* _TASK DESCRIPTION_
All that is needed is each line of the entries holding the word "configuration", copied as it stands.

[Stored items]
▼
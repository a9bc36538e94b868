//! Error types module
//!
//! All failures surfaced by the client are unified under [`VdoCipherError`]:
//! validation errors raised before any request is sent, API errors for non-2xx
//! responses, and response-shape errors for bodies that are not a JSON object or
//! array. Invalid configuration is reported as [`VdoCipherError::Config`].

use std::io;

use reqwest::Error as ReqwestError;

/// Describes how an error should be reported to the caller.
pub trait ErrorMetadata {
    /// Machine-readable error code (e.g., "API_ERROR")
    fn error_code(&self) -> &'static str;

    /// Whether the same request may succeed if sent again later
    fn is_recoverable(&self) -> bool;

    /// Suggested action for the caller
    fn suggested_action(&self) -> Option<&'static str>;
}

#[derive(Debug, thiserror::Error)]
pub enum VdoCipherError {
    #[error("Invalid userId '{0}'. Must be <=36 chars and only contain letters, numbers, dashes (-), or underscores (_)")]
    InvalidUserId(String),

    #[error("Invalid URL provided: {0}")]
    InvalidUrl(String),

    #[error("VdoCipher API error ({status}): {message}")]
    Api { status: u16, message: String },

    #[error("Unexpected VdoCipher API response: {0}")]
    UnexpectedResponse(String),

    #[error("HTTP error: {0}")]
    Http(#[from] ReqwestError),

    #[error("Failed to encode request payload: {0}")]
    Encode(#[source] serde_json::Error),

    #[error("IO error: {0}")]
    Io(#[from] io::Error),

    #[error("Invalid configuration: {0}")]
    Config(String),
}

impl VdoCipherError {
    /// Build an API error from a failed response body.
    ///
    /// The server's JSON `message` field is preferred; the raw body is used when
    /// the body is not JSON or has no message.
    pub fn from_response(status: u16, body: &str) -> Self {
        let message = serde_json::from_str::<serde_json::Value>(body)
            .ok()
            .and_then(|value| {
                value
                    .get("message")
                    .and_then(|m| m.as_str())
                    .map(str::to_string)
            })
            .unwrap_or_else(|| body.to_string());

        VdoCipherError::Api { status, message }
    }

    /// True for errors raised locally before any request was sent.
    pub fn is_validation(&self) -> bool {
        matches!(
            self,
            VdoCipherError::InvalidUserId(_) | VdoCipherError::InvalidUrl(_)
        )
    }

    /// HTTP status of an API error, if this is one.
    pub fn status(&self) -> Option<u16> {
        match self {
            VdoCipherError::Api { status, .. } => Some(*status),
            VdoCipherError::Http(err) => err.status().map(|s| s.as_u16()),
            _ => None,
        }
    }
}

impl ErrorMetadata for VdoCipherError {
    fn error_code(&self) -> &'static str {
        match self {
            VdoCipherError::InvalidUserId(_) => "INVALID_USER_ID",
            VdoCipherError::InvalidUrl(_) => "INVALID_URL",
            VdoCipherError::Api { .. } => "API_ERROR",
            VdoCipherError::UnexpectedResponse(_) => "UNEXPECTED_RESPONSE",
            VdoCipherError::Http(_) => "HTTP_ERROR",
            VdoCipherError::Encode(_) => "ENCODE_ERROR",
            VdoCipherError::Io(_) => "IO_ERROR",
            VdoCipherError::Config(_) => "CONFIG_ERROR",
        }
    }

    fn is_recoverable(&self) -> bool {
        match self {
            VdoCipherError::Api { status, .. } => *status == 429 || *status >= 500,
            VdoCipherError::Http(_) => true,
            _ => false,
        }
    }

    fn suggested_action(&self) -> Option<&'static str> {
        match self {
            VdoCipherError::InvalidUserId(_) => {
                Some("Use at most 36 letters, digits, dashes or underscores")
            }
            VdoCipherError::InvalidUrl(_) => Some("Provide an absolute URL with a host"),
            VdoCipherError::Api { status: 401, .. } | VdoCipherError::Api { status: 403, .. } => {
                Some("Check VDOCIPHER_API_KEY")
            }
            VdoCipherError::Api { status: 404, .. } => Some("Verify the video or player ID exists"),
            VdoCipherError::Api { .. } | VdoCipherError::Http(_) => {
                Some("Retry after a short delay")
            }
            VdoCipherError::Config(_) => Some("Check VDOCIPHER_* environment variables"),
            _ => None,
        }
    }
}

#[cfg(test)]
mod tests {
    use super::*;

    #[test]
    fn test_from_response_prefers_json_message() {
        let err = VdoCipherError::from_response(404, r#"{"message":"Video not found"}"#);
        match err {
            VdoCipherError::Api { status, message } => {
                assert_eq!(status, 404);
                assert_eq!(message, "Video not found");
            }
            other => panic!("expected Api error, got {:?}", other),
        }
    }

    #[test]
    fn test_from_response_falls_back_to_body() {
        let err = VdoCipherError::from_response(502, "Bad Gateway");
        assert_eq!(err.to_string(), "VdoCipher API error (502): Bad Gateway");
        assert_eq!(err.status(), Some(502));
    }

    #[test]
    fn test_from_response_json_without_message() {
        let err = VdoCipherError::from_response(400, r#"{"error":"nope"}"#);
        assert_eq!(
            err.to_string(),
            r#"VdoCipher API error (400): {"error":"nope"}"#
        );
    }

    #[test]
    fn test_error_metadata() {
        let err = VdoCipherError::InvalidUserId("bad id".to_string());
        assert_eq!(err.error_code(), "INVALID_USER_ID");
        assert!(err.is_validation());
        assert!(!err.is_recoverable());

        let err = VdoCipherError::Api {
            status: 503,
            message: "unavailable".to_string(),
        };
        assert_eq!(err.error_code(), "API_ERROR");
        assert!(!err.is_validation());
        assert!(err.is_recoverable());
        assert_eq!(err.suggested_action(), Some("Retry after a short delay"));

        let err = VdoCipherError::Api {
            status: 401,
            message: "unauthorized".to_string(),
        };
        assert!(!err.is_recoverable());
        assert_eq!(err.suggested_action(), Some("Check VDOCIPHER_API_KEY"));
    }
}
▲
* _ANSWER BOX_
//! array. Invalid configuration is reported as [`VdoCipherError::Config`].
    #[error("Invalid configuration: {0}")]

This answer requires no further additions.